The self-assembly of colloidal building blocks into ordered, periodic structures using directing electric fields is a rapid, highly scalable, and potentially low-cost route for manufacturing functional nanomaterials and devices. The dielectrophoretic assembly of colloidal suspensions into crystalline arrays follows a master scaling that collapses the disorder-order transition as a function of field strength, frequency and particle size.  This master scaling has been verified for particle diameters ranging from 2a = 200 nm to 3 mm by light scattering (Lumsdon et al., Langmuir 20, 2108-2116, 2004; McMullan and Wagner, Langmuir 28, 4123-4130, 2012), laser tweezer pair interaction measurements (Mittal et al., J. Chem.
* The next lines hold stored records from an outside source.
use std::sync::Arc;

use rtumap_backend::{DetectionError, FieldError, PersistenceError};
use rtumap_geocode::GeocodeError;
use thiserror::Error;

use crate::draft::{DraftField, DraftStatus};

/// Errors from rendering the viewport into a submittable image.
#[derive(Debug, Error)]
pub enum CaptureError {
    #[error("map surface is detached")]
    Detached,

    #[error("viewport render failed: {reason}")]
    Render { reason: String },

    #[error("rendered frame is empty ({width}x{height})")]
    EmptyFrame { width: u32, height: u32 },

    /// Pixel buffer length does not match the reported dimensions.
    #[error("rendered frame has {actual} bytes, expected {expected} for {width}x{height} RGBA")]
    InconsistentFrame {
        width: u32,
        height: u32,
        expected: usize,
        actual: usize,
    },

    #[error("PNG encoding failed: {0}")]
    Encode(#[from] image::ImageError),
}

/// Step of a detection run, used to attribute failures.
#[derive(Debug, Clone, Copy, PartialEq, Eq, Hash)]
pub enum PipelineStep {
    Geocode,
    Capture,
    Detect,
    Persist,
}

impl std::fmt::Display for PipelineStep {
    fn fmt(&self, f: &mut std::fmt::Formatter<'_>) -> std::fmt::Result {
        let name = match self {
            PipelineStep::Geocode => "geocode",
            PipelineStep::Capture => "capture",
            PipelineStep::Detect => "detect",
            PipelineStep::Persist => "persist",
        };
        f.write_str(name)
    }
}

#[derive(Debug, Error)]
pub enum PipelineError {
    #[error(transparent)]
    Geocode(#[from] GeocodeError),

    #[error(transparent)]
    Capture(#[from] CaptureError),

    #[error(transparent)]
    Detection(#[from] DetectionError),

    #[error(transparent)]
    Persistence(#[from] PersistenceError),
}

/// A pipeline error together with the step that raised it.
#[derive(Debug, Error)]
#[error("{step} step failed: {error}")]
pub struct PipelineFailure {
    pub step: PipelineStep,
    #[source]
    pub error: PipelineError,
}

impl PipelineFailure {
    pub fn new(step: PipelineStep, error: impl Into<PipelineError>) -> Self {
        Self {
            step,
            error: error.into(),
        }
    }
}

/// Errors surfaced to callers of the draft, store and session.
#[derive(Debug, Error)]
pub enum EngineError {
    #[error("missing required fields: {}", format_missing(.missing))]
    Validation { missing: Vec<DraftField> },

    #[error("a detection run is already in flight for this draft")]
    ConcurrentOperation,

    #[error("cannot {action} while the draft is {from}")]
    InvalidTransition {
        from: DraftStatus,
        action: &'static str,
    },

    /// A detection run failed; the same failure is recorded on the draft.
    #[error(transparent)]
    Pipeline(Arc<PipelineFailure>),

    #[error(transparent)]
    Persistence(#[from] PersistenceError),

    #[error(transparent)]
    Provider(#[from] GeocodeError),
}

impl EngineError {
    /// Per-field backend validation failures, whether returned directly or
    /// recorded as a failed save.
    #[must_use]
    pub fn field_errors(&self) -> &[FieldError] {
        match self {
            EngineError::Persistence(e) => e.field_errors(),
            EngineError::Pipeline(failure) => match &failure.error {
                PipelineError::Persistence(e) => e.field_errors(),
                _ => &[],
            },
            _ => &[],
        }
    }
}

fn format_missing(missing: &[DraftField]) -> String {
    missing
        .iter()
        .map(ToString::to_string)
        .collect::<Vec<_>>()
        .join(", ")
}
use thiserror::Error;

/// Errors raised while constructing a [`BackendClient`](crate::BackendClient).
#[derive(Debug, Error)]
pub enum BackendError {
    #[error("HTTP client error: {0}")]
    Http(#[from] reqwest::Error),

    #[error("invalid backend base URL '{url}': {reason}")]
    InvalidBaseUrl { url: String, reason: String },
}

/// Errors from the remote detection service (`POST /upload`).
#[derive(Debug, Error)]
pub enum DetectionError {
    /// Network or TLS failure.
    #[error("HTTP error: {0}")]
    Http(#[from] reqwest::Error),

    /// The service answered with a non-2xx status.
    #[error("detection service returned HTTP {status}: {message}")]
    Rejected { status: u16, message: String },

    /// The service answered 2xx but the payload is not a detection result.
    #[error("malformed detection response: {reason}")]
    Malformed { reason: String },
}

/// One backend validation failure, attributed to a form field.
#[derive(Debug, Clone, PartialEq, Eq)]
pub struct FieldError {
    /// Dotted field path with the request-location prefix removed,
    /// e.g. `"zip_code"`.
    pub field: String,
    pub message: String,
}

impl std::fmt::Display for FieldError {
    fn fmt(&self, f: &mut std::fmt::Formatter<'_>) -> std::fmt::Result {
        write!(f, "{}: {}", self.field, self.message)
    }
}

/// Errors from the persistence endpoints (history, save, delete, approve).
#[derive(Debug, Error)]
pub enum PersistenceError {
    /// Network or TLS failure.
    #[error("HTTP error: {0}")]
    Http(#[from] reqwest::Error),

    /// The backend rejected individual fields; each one is reported.
    #[error("validation errors: {}", format_fields(.errors))]
    FieldValidation { errors: Vec<FieldError> },

    #[error("{what} not found")]
    NotFound { what: String },

    /// Any other non-2xx answer.
    #[error("backend returned HTTP {status}: {message}")]
    Rejected { status: u16, message: String },

    #[error("JSON deserialization error for {context}: {source}")]
    Deserialize {
        context: String,
        #[source]
        source: serde_json::Error,
    },
}

impl PersistenceError {
    /// Field-level validation failures, empty for every other variant.
    #[must_use]
    pub fn field_errors(&self) -> &[FieldError] {
        match self {
            PersistenceError::FieldValidation { errors } => errors,
            _ => &[],
        }
    }
}

fn format_fields(errors: &[FieldError]) -> String {
    errors
        .iter()
        .map(ToString::to_string)
        .collect::<Vec<_>>()
        .join("; ")
}
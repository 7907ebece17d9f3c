pub mod client;
pub mod error;
pub mod normalize;
pub mod types;

pub use client::BackendClient;
pub use error::{BackendError, DetectionError, FieldError, PersistenceError};
pub use types::{Analytics, ApprovalResponse, SaveUploadForm};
Phys. 129, 064513, 2008) and small-angle neutron scattering (McMullan and Wagner, Soft Matter 6, 5443-5450, 2010).   In this work, we reconcile the established empirical phase diagram with direct measurements of the colloid polarizability using dielectric spectroscopy.  By varying volume fraction, particle size and ionic strength, we confirm the disorder-to-crystal electric field assembly phase diagram.  This represents an alternative means to search for optimal self-assembly conditions that is not limited by particle size, shape, chemistry or solvent characteristics.